# Using Florish excel is deadly for Shrimps ?



## ppaskova (Apr 27, 2010)

Hi 
I've got some algae in my tank and people recomended me to use Florish Excel to battle it and increase plant grows but I also some people say that excel is deadly for shrims. I have 10gl tank with only low light plants in it (Java fernd and windelove) and about 10 shrims, 7 Cherry and 3 amanos. Pluss 10 fish or so. And also running AC20 filter with carbon in it. So I'm wondering if it's save to use Excel and I guess I need to remove carbon from my filter ?

Thanks


----------



## gucci17 (Oct 11, 2007)

To be honest, I don't think using Excel is a 'cure-all' for algae issues. What type of lights are you using? What's your photoperiod? Is there indirect contact with sunlight? The plants you have are pretty low light requirement plants and should do fine on it's own. Could be excess waste that is attributing to the algae growth.


----------



## ppaskova (Apr 27, 2010)

gucci17 said:


> To be honest, I don't think using Excel is a 'cure-all' for algae issues. What type of lights are you using? What's your photoperiod? Is there indirect contact with sunlight? The plants you have are pretty low light requirement plants and should do fine on it's own. Could be excess waste that is attributing to the algae growth.

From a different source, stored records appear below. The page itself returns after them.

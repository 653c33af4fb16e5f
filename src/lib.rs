//! Gallery slider core: an ordered deck of slides with one active slide,
//! driven by controls, indicators, arrow keys, swipes and an optional
//! rotation timer.
//!
//! Slides and indicators are capabilities ([`Slide`], [`Indicator`],
//! [`IndicatorHost`]) so the deck runs against any display surface.

pub mod config;
pub mod constants;
pub mod deck;
pub mod error;
pub mod input;
pub mod rotation;
pub mod state;
pub mod swipe;

pub use config::DeckConfig;
pub use deck::{Indicator, IndicatorHost, NoIndicator, Slide, SlideDeck};
pub use error::{DeckError, Result};
pub use input::{ArrowKey, DeckInput};
pub use rotation::AutoRotate;
pub use state::{RotationState, SwipeDirection};
pub use swipe::SwipeTracker;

No I'm trying to use excel in addition of prevention I alredy took. My photo period now is 6hrs (decressed from 7hrs) I may get indirect contact witth sunlight sometimes durring the day specialy at sundown as fish tank is on the corner but TV and TV stend shadows it. I also decreased feeding dosage and time to avoid oferfeeding (I don'y think I overfed them, but just in case) And addeg algae fighters like amano shrimps and otto cats.


----------



## fishclubgirl (Mar 4, 2010)

Try zebra nerite snails instead. They're algae "hoovers" and may lay eggs but they won't hatch.


----------



## Darkblade48 (Jan 28, 2008)

Excel is not a cure-all for algae, it will only affect certain types of algae.

Excel, in the correct dosage, is not toxic to shrimp. If you overdose it, however, it will become toxic to both shrimp and fish.

As for the carbon, there is no need for you to run it normally; it will be exhausted very quickly anyway.


----------